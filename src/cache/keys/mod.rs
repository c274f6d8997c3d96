/// 缓存键模块
/// 提供各种缓存键生成函数，键格式由各服务共享

// 账号缓存键模块
pub mod account_keys;

// 玩家会话与数据缓存键模块
pub mod user_keys;

// 重新导出常用的键生成函数
pub use account_keys::{USER_ID_AUTO_INCR_KEY, account_key};
pub use user_keys::{session_key, user_data_key};
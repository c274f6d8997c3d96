/// 缓存数据模型
/// 定义缓存数据的结构体

// 账号缓存模型
pub mod account;

pub use account::CachedAccount;
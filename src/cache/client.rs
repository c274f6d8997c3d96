use std::future::Future;
use std::sync::Arc;
use std::time::Duration;

use async_trait::async_trait;
use redis::{AsyncCommands, Client as RedisClient};

use crate::error::StoreError;

/// 键值缓存接口
///
/// 进程启动时创建一次，以 `Arc<dyn KeyValueCache>` 注入各服务。
#[async_trait]
pub trait KeyValueCache: Send + Sync {
    async fn get(&self, key: &str) -> Result<Option<String>, StoreError>;

    /// 写入且不设置过期时间（会清除已有的过期时间）
    async fn set(&self, key: &str, value: &str) -> Result<(), StoreError>;

    /// 仅当键不存在时写入，返回是否写入成功
    async fn set_nx(&self, key: &str, value: &str) -> Result<bool, StoreError>;

    /// 设置过期时间，键不存在时返回 false
    async fn expire(&self, key: &str, ttl: Duration) -> Result<bool, StoreError>;

    /// 剩余过期时间，键不存在或未设置过期时返回 None
    async fn ttl(&self, key: &str) -> Result<Option<Duration>, StoreError>;

    async fn del(&self, key: &str) -> Result<bool, StoreError>;

    /// 自增并返回新值
    async fn incr(&self, key: &str) -> Result<i64, StoreError>;
}

/// 基于 Redis 的缓存实现
pub struct RedisCache {
    redis: Arc<RedisClient>,
    timeout: Duration,
}

impl RedisCache {
    pub fn new(redis: Arc<RedisClient>, timeout: Duration) -> Self {
        Self { redis, timeout }
    }

    /// 启动检查，连不上 Redis 时直接返回错误
    pub async fn ping(&self) -> Result<(), StoreError> {
        self.with_timeout("redis PING", async {
            let mut conn = self.redis.get_multiplexed_async_connection().await?;
            let _: String = redis::cmd("PING").query_async(&mut conn).await?;
            Ok(())
        })
        .await
    }

    async fn with_timeout<T>(
        &self,
        op: &'static str,
        fut: impl Future<Output = Result<T, StoreError>>,
    ) -> Result<T, StoreError> {
        tokio::time::timeout(self.timeout, fut)
            .await
            .map_err(|_| StoreError::Timeout(op))?
    }
}

#[async_trait]
impl KeyValueCache for RedisCache {
    async fn get(&self, key: &str) -> Result<Option<String>, StoreError> {
        self.with_timeout("redis GET", async {
            let mut conn = self.redis.get_multiplexed_async_connection().await?;
            let value: Option<String> = conn.get(key).await?;
            Ok(value)
        })
        .await
    }

    async fn set(&self, key: &str, value: &str) -> Result<(), StoreError> {
        self.with_timeout("redis SET", async {
            let mut conn = self.redis.get_multiplexed_async_connection().await?;
            let _: () = conn.set(key, value).await?;
            Ok(())
        })
        .await
    }

    async fn set_nx(&self, key: &str, value: &str) -> Result<bool, StoreError> {
        self.with_timeout("redis SETNX", async {
            let mut conn = self.redis.get_multiplexed_async_connection().await?;
            let written: bool = conn.set_nx(key, value).await?;
            Ok(written)
        })
        .await
    }

    async fn expire(&self, key: &str, ttl: Duration) -> Result<bool, StoreError> {
        self.with_timeout("redis EXPIRE", async {
            let mut conn = self.redis.get_multiplexed_async_connection().await?;
            let updated: bool = conn.expire(key, ttl.as_secs() as i64).await?;
            Ok(updated)
        })
        .await
    }

    async fn ttl(&self, key: &str) -> Result<Option<Duration>, StoreError> {
        self.with_timeout("redis TTL", async {
            let mut conn = self.redis.get_multiplexed_async_connection().await?;
            // -2 键不存在，-1 未设置过期
            let secs: i64 = conn.ttl(key).await?;
            Ok((secs >= 0).then(|| Duration::from_secs(secs as u64)))
        })
        .await
    }

    async fn del(&self, key: &str) -> Result<bool, StoreError> {
        self.with_timeout("redis DEL", async {
            let mut conn = self.redis.get_multiplexed_async_connection().await?;
            let removed: i64 = conn.del(key).await?;
            Ok(removed > 0)
        })
        .await
    }

    async fn incr(&self, key: &str) -> Result<i64, StoreError> {
        self.with_timeout("redis INCR", async {
            let mut conn = self.redis.get_multiplexed_async_connection().await?;
            let value: i64 = conn.incr(key, 1).await?;
            Ok(value)
        })
        .await
    }
}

= = = = =

• **Task**: Search the data above for the word "removed", then gather each line in which it appears.

• **Solved problem**:
            let removed: i64 = conn.del(key).await?;
            Ok(removed > 0)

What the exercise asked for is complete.